==== Records provided

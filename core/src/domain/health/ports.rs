use std::future::Future;

use crate::domain::{common::entities::app_errors::CoreError, health::entities::StorageHealthStatus};

#[cfg_attr(test, mockall::automock)]
pub trait HealthCheckRepository: Send + Sync {
    /// Round-trip time to the storage backend, in milliseconds.
    fn health(&self) -> impl Future<Output = Result<u64, CoreError>> + Send;
    fn readiness(&self) -> impl Future<Output = Result<StorageHealthStatus, CoreError>> + Send;
}

pub trait HealthCheckService: Send + Sync {
    fn health(&self) -> impl Future<Output = Result<u64, CoreError>> + Send;
    fn readiness(&self) -> impl Future<Output = Result<StorageHealthStatus, CoreError>> + Send;
}
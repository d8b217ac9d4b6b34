use std::cmp::Ordering;

use tracing::{error, info, instrument};

use crate::domain::{
    common::{entities::app_errors::CoreError, services::Service},
    health::ports::HealthCheckRepository,
    llm::ports::LLMClient,
    pet::ports::KeyValueStore,
    vet::{
        distance::haversine_km,
        entities::VetClinic,
        ports::{PlacesClient, VetService},
        prompts::render_vet_search_prompt,
        schema::get_vet_search_schema,
        value_objects::{
            AiVetResponse, MAX_VET_RESULTS, VetSearchInput, VetSearchQuery, VetSearchStrategy,
        },
    },
};

fn validate_query(query: &VetSearchQuery) -> Result<(), CoreError> {
    match query {
        VetSearchQuery::City(city) if city.trim().is_empty() => Err(CoreError::InvalidInput(
            "City must not be empty".to_string(),
        )),
        VetSearchQuery::Coordinates {
            latitude,
            longitude,
        } if !(-90.0..=90.0).contains(latitude) || !(-180.0..=180.0).contains(longitude) => {
            Err(CoreError::InvalidInput(format!(
                "Invalid coordinates: {latitude}, {longitude}"
            )))
        }
        _ => Ok(()),
    }
}

/// Nearest first when searching from coordinates, 24-hour clinics first otherwise.
pub fn rank_clinics(query: &VetSearchQuery, mut clinics: Vec<VetClinic>) -> Vec<VetClinic> {
    match query {
        VetSearchQuery::Coordinates {
            latitude,
            longitude,
        } => {
            for clinic in clinics.iter_mut() {
                clinic.distance_km = match (clinic.latitude, clinic.longitude) {
                    (Some(lat), Some(lon)) => Some(haversine_km(*latitude, *longitude, lat, lon)),
                    _ => None,
                };
            }
            clinics.sort_by(|a, b| match (a.distance_km, b.distance_km) {
                (Some(x), Some(y)) => x.partial_cmp(&y).unwrap_or(Ordering::Equal),
                (Some(_), None) => Ordering::Less,
                (None, Some(_)) => Ordering::Greater,
                (None, None) => Ordering::Equal,
            });
        }
        VetSearchQuery::City(_) => {
            clinics.sort_by_key(|c| !c.open_24_hours);
        }
    }

    clinics.truncate(MAX_VET_RESULTS);
    clinics
}

impl<KV, LLM, PL, HC> Service<KV, LLM, PL, HC>
where
    KV: KeyValueStore,
    LLM: LLMClient,
    PL: PlacesClient,
    HC: HealthCheckRepository,
{
    async fn find_vets_with_ai(&self, city: &str) -> Result<Vec<VetClinic>, CoreError> {
        let raw_response = self
            .llm_client
            .generate_with_text(render_vet_search_prompt(city), get_vet_search_schema())
            .await?;

        let parsed: AiVetResponse = serde_json::from_str(&raw_response).map_err(|e| {
            error!("Invalid vet search format: {}", e);
            CoreError::ExternalServiceError(format!("Invalid vet search format: {}", e))
        })?;

        Ok(parsed
            .vets
            .into_iter()
            .filter(|v| !v.name.trim().is_empty())
            .take(MAX_VET_RESULTS)
            .map(|v| VetClinic {
                name: v.name,
                address: v.address,
                phone: v.phone.filter(|p| !p.trim().is_empty()),
                latitude: None,
                longitude: None,
                distance_km: None,
                open_24_hours: false,
            })
            .collect())
    }
}

impl<KV, LLM, PL, HC> VetService for Service<KV, LLM, PL, HC>
where
    KV: KeyValueStore,
    LLM: LLMClient,
    PL: PlacesClient,
    HC: HealthCheckRepository,
{
    #[instrument(skip(self))]
    async fn find_vets(&self, input: VetSearchInput) -> Result<Vec<VetClinic>, CoreError> {
        validate_query(&input.query)?;
        let query = match input.query {
            VetSearchQuery::City(city) => VetSearchQuery::City(city.trim().to_string()),
            coordinates => coordinates,
        };

        let clinics = match (input.strategy, &query) {
            (VetSearchStrategy::Ai, VetSearchQuery::City(city)) => {
                self.find_vets_with_ai(city).await?
            }
            (VetSearchStrategy::Ai, VetSearchQuery::Coordinates { .. }) => {
                return Err(CoreError::InvalidInput(
                    "AI vet search needs a city name".to_string(),
                ));
            }
            (VetSearchStrategy::Geocoding, query) => {
                let clinics = self.places_client.search_veterinarians(query).await?;
                rank_clinics(query, clinics)
            }
        };

        info!("Found {} vet clinics", clinics.len());
        Ok(clinics)
    }
}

========

**Your goal**
What lines in the material above hold the string "HealthCheckRepository"? List them.

**Output of the task**
pub trait HealthCheckRepository: Send + Sync {
    health::ports::HealthCheckRepository,
    HC: HealthCheckRepository,
    HC: HealthCheckRepository,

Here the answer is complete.